Perché tanti uomini sono convinti sia normale e legittimo maltrattare mogli, compagne e fidanzate? Quali meccanismi mettono in atto per far sentire le donne stesse responsabili delle violenze subite? Se lo chiede Lundy Bancroft nel suo ultimo libro edito da Vallardi, “Uomini che maltrattano le donne. Come riconoscerli per tempo e cosa fare per difendersi”. Consulente giudiziario e co-direttore di Emerge, la prima organizzazione negli Stati Uniti a offrire programmi di riabilitazione per uomini violenti, l’autore ha lavorato per 15 anni con uomini che maltrattavano le partner. Dagli oltre 2mila casi ha imparato a riconoscere i segnali di pericolo cui una donna dovrebbe prestare attenzione per prevedere quando l’aggressività verbale ed emotiva sfocerà nella violenza fisica.

Obiettivo del libro è “fornire alle donne uno strumento per proteggersi, fisicamente e psicologicamente dagli uomini maltrattanti”. A tutte loro l’invito a “rompere gli indugi e parlare dei maltrattamenti” subiti anche laddove potrebbero vergognarsi di un partner prepotente e violento e temere di essere giudicate male o al contrario che parenti, amici e conoscenti vogliano talmente bene all’uomo da dubitare delle parole della donna. Riconoscere il maltrattamento in un rapporto di coppia è talvolta difficile non solo per uno spettatore esterno ma anche per la donna stessa. Perché “spesso gli uomini maltrattanti non sembrano tali. Godono della stima degli amici, hanno successo nel lavoro e non hanno problemi di droga o alcol”. Così una donna difficilmente pensa che il partner sia violento e non tarda ad attribuirsi la colpa.

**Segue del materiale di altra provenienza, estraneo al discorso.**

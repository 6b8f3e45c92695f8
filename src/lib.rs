// Copyright 2021 CoD Technologies Corp.
//
// Licensed under the Apache License, Version 2.0 (the "License");
// you may not use this file except in compliance with the License.
// You may obtain a copy of the License at
//
// http://www.apache.org/licenses/LICENSE-2.0
//
// Unless required by applicable law or agreed to in writing, software
// distributed under the License is distributed on an "AS IS" BASIS,
// WITHOUT WARRANTIES OR CONDITIONS OF ANY KIND, either express or implied.
// See the License for the specific language governing permissions and
// limitations under the License.

//! Fixed-width 128-bit integers built from two 64-bit limbs.
//!
//! `U128` and `I128` mirror the API of the primitive integer types with
//! explicit overflow reporting, a full-width `128 x 128 -> 256` multiply
//! and its inverse wide division, and string conversion in any base from
//! 2 to 36.
//!
//! ## Optional features
//!
//! ### `serde`
//!
//! When this optional dependency is enabled, `U128` and `I128` implement
//! the `serde::Serialize` and `serde::Deserialize` traits.
//!
//! ## Usage
//!
//! Integers can be parsed from strings and formatted back:
//!
//! ```
//! use int128_rs::U128;
//!
//! let n1: U128 = "170141183460469231731687303715884105728".parse().unwrap();
//! let n2: U128 = "12345".parse().unwrap();
//! let result = n1 + n2;
//! assert_eq!(result.to_string(), "170141183460469231731687303715884118073");
//! ```
//!
//! To build an integer from Rust primitive types:
//!
//! ```
//! use int128_rs::I128;
//!
//! let n1 = I128::from(-123_i32);
//! let n2 = I128::from(456_i32);
//! assert_eq!(n1 + n2, I128::from(333_i32));
//! ```
//!
//! Every arithmetic operation is available in an overflow-reporting form:
//!
//! ```
//! use int128_rs::U128;
//!
//! let (wrapped, overflow) = U128::MAX.overflowing_add(U128::ONE);
//! assert_eq!(wrapped, U128::ZERO);
//! assert!(overflow);
//! ```
//!
//! The full product of two 128-bit integers never overflows:
//!
//! ```
//! use int128_rs::U128;
//!
//! let a = U128::MAX;
//! let (low, high) = a.widening_mul(a);
//! assert_eq!(low, U128::ONE);
//! assert_eq!(high, U128::MAX - U128::ONE);
//!
//! let (quot, rem) = a.div_rem_wide(high, low);
//! assert_eq!(quot, a);
//! assert_eq!(rem, U128::ZERO);
//! ```

#![cfg_attr(docsrs, feature(doc_cfg))]

mod arith;
mod convert;
mod div;
mod error;
mod fmt;
mod int;
mod ops;
mod parse;
mod uint;

#[cfg(feature = "serde")]
mod serde;

pub use crate::error::{Int128ConvertError, Int128ParseError};
pub use crate::int::I128;
pub use crate::uint::U128;
/// An unsigned 128-bit integer built from two 64-bit limbs.
///
/// The represented value is `high * 2^64 + low`. The `(high, low)` pair is
/// the unique canonical representation, so equality, ordering and hashing
/// derive directly from the fields (`high` ordered first).
#[derive(Copy, Clone, Default, Eq, PartialEq, Ord, PartialOrd, Hash)]
pub struct U128 {
    high: u64,
    low: u64,
}

impl U128 {
    /// Zero value, i.e. `0`.
    pub const ZERO: U128 = U128::from_words(0, 0);
    /// i.e. `1`.
    pub const ONE: U128 = U128::from_words(0, 1);
    /// The smallest value, i.e. `0`.
    pub const MIN: U128 = U128::ZERO;
    /// The largest value, i.e. `2^128 - 1`.
    pub const MAX: U128 = U128::from_words(u64::MAX, u64::MAX);
    /// The size of this integer type in bits.
    pub const BITS: u32 = 128;

    /// Creates a `U128` from a high and a low 64-bit half-word.
    #[inline(always)]
    pub const fn from_words(high: u64, low: u64) -> U128 {
        U128 { high, low }
    }

    /// Returns `(high, low)`.
    #[inline(always)]
    pub const fn into_words(self) -> (u64, u64) {
        (self.high, self.low)
    }

    /// Returns the high 64 bits.
    #[inline(always)]
    pub const fn high(self) -> u64 {
        self.high
    }

    /// Returns the low 64 bits.
    #[inline(always)]
    pub const fn low(self) -> u64 {
        self.low
    }

    /// Checks if `self` is zero.
    #[inline(always)]
    pub const fn is_zero(self) -> bool {
        self.high | self.low == 0
    }

    /// Returns the number of leading zeros in the binary representation.
    #[inline]
    pub const fn leading_zeros(self) -> u32 {
        if self.high != 0 {
            self.high.leading_zeros()
        } else {
            LIMB_BITS + self.low.leading_zeros()
        }
    }

    /// Returns the number of trailing zeros in the binary representation.
    #[inline]
    pub const fn trailing_zeros(self) -> u32 {
        if self.low != 0 {
            self.low.trailing_zeros()
        } else {
            LIMB_BITS + self.high.trailing_zeros()
        }
    }

    /// Returns the number of ones in the binary representation.
    #[inline]
    pub const fn count_ones(self) -> u32 {
        self.high.count_ones() + self.low.count_ones()
    }

    /// Returns the number of zeros in the binary representation.
    #[inline]
    pub const fn count_zeros(self) -> u32 {
        self.high.count_zeros() + self.low.count_zeros()
    }

    /// Reverses the byte order.
    #[inline]
    pub const fn swap_bytes(self) -> U128 {
        U128::from_words(self.low.swap_bytes(), self.high.swap_bytes())
    }

    /// Returns the memory representation as a byte array in little-endian
    /// byte order.
    #[inline]
    pub fn to_le_bytes(self) -> [u8; 16] {
        let mut bytes = [0; 16];
        bytes[..8].copy_from_slice(&self.low.to_le_bytes());
        bytes[8..].copy_from_slice(&self.high.to_le_bytes());
        bytes
    }

    /// Returns the memory representation as a byte array in big-endian
    /// byte order.
    #[inline]
    pub fn to_be_bytes(self) -> [u8; 16] {
        let mut bytes = [0; 16];
        bytes[..8].copy_from_slice(&self.high.to_be_bytes());
        bytes[8..].copy_from_slice(&self.low.to_be_bytes());
        bytes
    }

    /// Creates a `U128` from its little-endian memory representation.
    #[inline]
    pub fn from_le_bytes(bytes: [u8; 16]) -> U128 {
        let mut limb = [0; 8];
        limb.copy_from_slice(&bytes[..8]);
        let low = u64::from_le_bytes(limb);
        limb.copy_from_slice(&bytes[8..]);
        let high = u64::from_le_bytes(limb);
        U128::from_words(high, low)
    }

    /// Creates a `U128` from its big-endian memory representation.
    #[inline]
    pub fn from_be_bytes(bytes: [u8; 16]) -> U128 {
        let mut limb = [0; 8];
        limb.copy_from_slice(&bytes[..8]);
        let high = u64::from_be_bytes(limb);
        limb.copy_from_slice(&bytes[8..]);
        let low = u64::from_be_bytes(limb);
        U128::from_words(high, low)
    }

    /// Calculates `self + rhs`, returning the wrapped value and whether
    /// an arithmetic overflow occurred.
    #[inline]
    pub const fn overflowing_add(self, rhs: U128) -> (U128, bool) {
        let (low, carry) = self.low.overflowing_add(rhs.low);
        let (high, carry_overflow) = self.high.overflowing_add(carry as u64);
        let (high, high_overflow) = high.overflowing_add(rhs.high);
        (U128::from_words(high, low), carry_overflow || high_overflow)
    }

    /// Calculates `self - rhs`, returning the wrapped value and whether
    /// an arithmetic overflow occurred.
    #[inline]
    pub const fn overflowing_sub(self, rhs: U128) -> (U128, bool) {
        let (low, borrow) = self.low.overflowing_sub(rhs.low);
        let (high, borrow_overflow) = self.high.overflowing_sub(borrow as u64);
        let (high, high_overflow) = high.overflowing_sub(rhs.high);
        (U128::from_words(high, low), borrow_overflow || high_overflow)
    }

    /// Calculates `self * rhs`, returning the truncated low half of the
    /// full product and whether the upper half was nonzero.
    #[inline]
    pub const fn overflowing_mul(self, rhs: U128) -> (U128, bool) {
        let (low, high) = arith::widening_mul_u128(self, rhs);
        (low, !high.is_zero())
    }

    /// Calculates the complete 256-bit product of `self * rhs` as
    /// `(low, high)`, with no possibility of overflow.
    #[inline]
    pub const fn widening_mul(self, rhs: U128) -> (U128, U128) {
        arith::widening_mul_u128(self, rhs)
    }

    /// Wrapping (modular) addition.
    #[inline]
    pub const fn wrapping_add(self, rhs: U128) -> U128 {
        self.overflowing_add(rhs).0
    }

    /// Wrapping (modular) subtraction.
    #[inline]
    pub const fn wrapping_sub(self, rhs: U128) -> U128 {
        self.overflowing_sub(rhs).0
    }

    /// Wrapping (modular) multiplication.
    #[inline]
    pub const fn wrapping_mul(self, rhs: U128) -> U128 {
        let (low, carry) = arith::widening_mul(self.low, rhs.low);
        let high = carry
            .wrapping_add(self.low.wrapping_mul(rhs.high))
            .wrapping_add(self.high.wrapping_mul(rhs.low));
        U128::from_words(high, low)
    }

    /// Wrapping (modular) negation.
    #[inline]
    pub const fn wrapping_neg(self) -> U128 {
        U128::ZERO.wrapping_sub(self)
    }

    /// Checked addition, `None` on overflow.
    #[inline(always)]
    pub const fn checked_add(self, rhs: U128) -> Option<U128> {
        let (res, overflow) = self.overflowing_add(rhs);
        if overflow {
            None
        } else {
            Some(res)
        }
    }

    /// Checked subtraction, `None` on overflow.
    #[inline(always)]
    pub const fn checked_sub(self, rhs: U128) -> Option<U128> {
        let (res, overflow) = self.overflowing_sub(rhs);
        if overflow {
            None
        } else {
            Some(res)
        }
    }

    /// Checked multiplication, `None` on overflow.
    #[inline(always)]
    pub const fn checked_mul(self, rhs: U128) -> Option<U128> {
        let (res, overflow) = self.overflowing_mul(rhs);
        if overflow {
            None
        } else {
            Some(res)
        }
    }

    /// Computes quotient and remainder in one call.
    ///
    /// # Panics
    /// Panics if `rhs` is zero.
    #[inline]
    pub fn div_rem(self, rhs: U128) -> (U128, U128) {
        match self.checked_div_rem(rhs) {
            Some(res) => res,
            None => panic!("attempt to divide by zero"),
        }
    }

    /// Computes quotient and remainder, `None` if `rhs` is zero.
    #[inline]
    pub fn checked_div_rem(self, rhs: U128) -> Option<(U128, U128)> {
        if rhs.is_zero() {
            None
        } else {
            Some(div::div_rem_u128(self, rhs))
        }
    }

    /// Calculates `self / rhs`, returning the quotient and an overflow
    /// flag. The flag is only set for division by zero, in which case the
    /// returned value is `self`.
    #[inline]
    pub fn overflowing_div(self, rhs: U128) -> (U128, bool) {
        match self.checked_div_rem(rhs) {
            Some((q, _)) => (q, false),
            None => (self, true),
        }
    }

    /// Calculates `self % rhs`, returning the remainder and an overflow
    /// flag. The flag is only set for division by zero, in which case the
    /// returned value is `self`.
    #[inline]
    pub fn overflowing_rem(self, rhs: U128) -> (U128, bool) {
        match self.checked_div_rem(rhs) {
            Some((_, r)) => (r, false),
            None => (self, true),
        }
    }

    /// Checked division, `None` if `rhs` is zero.
    #[inline]
    pub fn checked_div(self, rhs: U128) -> Option<U128> {
        self.checked_div_rem(rhs).map(|(q, _)| q)
    }

    /// Checked remainder, `None` if `rhs` is zero.
    #[inline]
    pub fn checked_rem(self, rhs: U128) -> Option<U128> {
        self.checked_div_rem(rhs).map(|(_, r)| r)
    }

    /// Divides the double-width dividend `hi * 2^128 + lo` by `self`,
    /// returning `(quotient, remainder)`.
    ///
    /// This is the inverse of [`U128::widening_mul`].
    ///
    /// # Panics
    /// Panics if `self` is zero or the quotient does not fit in 128 bits.
    #[inline]
    pub fn div_rem_wide(self, hi: U128, lo: U128) -> (U128, U128) {
        match self.checked_div_rem_wide(hi, lo) {
            Some(res) => res,
            None => panic!("attempt to divide with overflow"),
        }
    }

    /// Divides the double-width dividend `hi * 2^128 + lo` by `self`,
    /// returning `None` when `self` is zero or the quotient does not fit
    /// in 128 bits (i.e. `hi >= self`).
    #[inline]
    pub fn checked_div_rem_wide(self, hi: U128, lo: U128) -> Option<(U128, U128)> {
        div::div_rem_wide(hi, lo, self)
    }

    /// Shifts left by `rhs & 127` bits.
    #[inline]
    pub const fn wrapping_shl(self, rhs: u32) -> U128 {
        let rhs = rhs & (Self::BITS - 1);
        if rhs == 0 {
            self
        } else if rhs < LIMB_BITS {
            U128::from_words(
                (self.high << rhs) | (self.low >> (LIMB_BITS - rhs)),
                self.low << rhs,
            )
        } else {
            U128::from_words(self.low << (rhs - LIMB_BITS), 0)
        }
    }

    /// Shifts right by `rhs & 127` bits.
    #[inline]
    pub const fn wrapping_shr(self, rhs: u32) -> U128 {
        let rhs = rhs & (Self::BITS - 1);
        if rhs == 0 {
            self
        } else if rhs < LIMB_BITS {
            U128::from_words(
                self.high >> rhs,
                (self.low >> rhs) | (self.high << (LIMB_BITS - rhs)),
            )
        } else {
            U128::from_words(0, self.high >> (rhs - LIMB_BITS))
        }
    }

    /// Calculates `self << rhs`, returning the shifted value with the
    /// count masked to `0..128` and whether the count was too large.
    #[inline]
    pub const fn overflowing_shl(self, rhs: u32) -> (U128, bool) {
        (self.wrapping_shl(rhs), rhs >= Self::BITS)
    }

    /// Calculates `self >> rhs`, returning the shifted value with the
    /// count masked to `0..128` and whether the count was too large.
    #[inline]
    pub const fn overflowing_shr(self, rhs: u32) -> (U128, bool) {
        (self.wrapping_shr(rhs), rhs >= Self::BITS)
    }

    /// Checked shift left, `None` if `rhs >= 128`.
    #[inline]
    pub const fn checked_shl(self, rhs: u32) -> Option<U128> {
        if rhs < Self::BITS {
            Some(self.wrapping_shl(rhs))
        } else {
            None
        }
    }

    /// Checked shift right, `None` if `rhs >= 128`.
    #[inline]
    pub const fn checked_shr(self, rhs: u32) -> Option<U128> {
        if rhs < Self::BITS {
            Some(self.wrapping_shr(rhs))
        } else {
            None
        }
    }

    /// Shifts left; counts of 128 or more yield zero.
    #[inline]
    pub const fn unbounded_shl(self, rhs: u32) -> U128 {
        if rhs < Self::BITS {
            self.wrapping_shl(rhs)
        } else {
            U128::ZERO
        }
    }

    /// Shifts right; counts of 128 or more yield zero.
    #[inline]
    pub const fn unbounded_shr(self, rhs: u32) -> U128 {
        if rhs < Self::BITS {
            self.wrapping_shr(rhs)
        } else {
            U128::ZERO
        }
    }

    /// Shifts left by `n` bits, where a negative `n` shifts right instead.
    /// Counts of 128 or more in either direction clear the value.
    #[inline]
    pub const fn shift_left(self, n: i32) -> U128 {
        if n >= 0 {
            self.unbounded_shl(n as u32)
        } else {
            self.unbounded_shr(n.unsigned_abs())
        }
    }

    /// Shifts right by `n` bits, where a negative `n` shifts left instead.
    /// Counts of 128 or more in either direction clear the value.
    #[inline]
    pub const fn shift_right(self, n: i32) -> U128 {
        if n >= 0 {
            self.unbounded_shr(n as u32)
        } else {
            self.unbounded_shl(n.unsigned_abs())
        }
    }
}
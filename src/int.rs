// Copyright 2021 CoD Technologies Corp.
//
// Licensed under the Apache License, Version 2.0 (the "License");
// you may not use this file except in compliance with the License.
// You may obtain a copy of the License at
//
// http://www.apache.org/licenses/LICENSE-2.0
//
// Unless required by applicable law or agreed to in writing, software
// distributed under the License is distributed on an "AS IS" BASIS,
// WITHOUT WARRANTIES OR CONDITIONS OF ANY KIND, either express or implied.
// See the License for the specific language governing permissions and
// limitations under the License.

//! Signed 128-bit integer.

use crate::arith::LIMB_BITS;
use crate::div;
use crate::uint::U128;

/// A signed 128-bit integer in two's complement, built from a signed high
/// limb and an unsigned low limb.
///
/// The represented value is `high * 2^64 + low`. Deriving the comparison
/// traits with `high` first yields the correct signed ordering.
#[derive(Copy, Clone, Default, Eq, PartialEq, Ord, PartialOrd, Hash)]
pub struct I128 {
    high: i64,
    low: u64,
}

Allora come identificare un uomo maltrattante? Minimo comune denominatore è che “sono riluttanti a riconoscere il loro problema e i danni che hanno provocato alle donne, e spesso anche ai bambini, e si aggrappano disperatamente alle loro scuse e all’abitudine di scaricare la colpa sulle vittime”. Una sorta di identikit che conferma a ilfattoquotidiano.it anche Domenico Matarozzo, counselor allo Sportello Ascolto Disagio Maschile di Torino: “Non si attribuiscono le responsabilità e non vedono la realtà oggettiva. Per loro i cattivi sono sempre gli altri. Il 60% degli uomini che si rivolgono a noi hanno tra i 40 e i 60 anni, il 30% dai 20 ai 40. La loro composizione sociale è eterogenea”. Il primo contatto avviene al telefono, cui seguono diversi incontri individuali, grazie ai quali gli uomini vengono indirizzati ai gruppi di condivisione o al gruppo di counseling dove iniziano un percorso di consapevolezza.

In casi più gravi si consiglia uno psicoterapeuta o uno psichiatra. “Per lo più ci contattano per difficoltà nelle relazioni di coppia. Magari si sono già macchiati di gesti violenti nei confronti della partner ma non lo ammettono. Anzi si ritengono vittime. Dobbiamo fargli prendere atto della violenza compiuta, non negarla né minimizzarla”. Un aiuto importante per il recupero dei maltrattanti che si basa sull’azione dei volontari. La struttura si avvale infatti di quattro counselor che rispondono a turno al telefono e compongono i gruppi di condivisione. “Operiamo con il contributo della Provincia e col Comune di Torino che ci ospita nei suoi spazi. Purtroppo ci sono sempre meno fondi a fronte di un malessere sociale sempre più diffuso. Il nostro obiettivo è prevenire, intercettare il disagio prima che si manifesti”. Per un maschile consapevole, che abbandoni la logica della prevaricazione per sostituirla con il riconoscimento del valore delle differenze.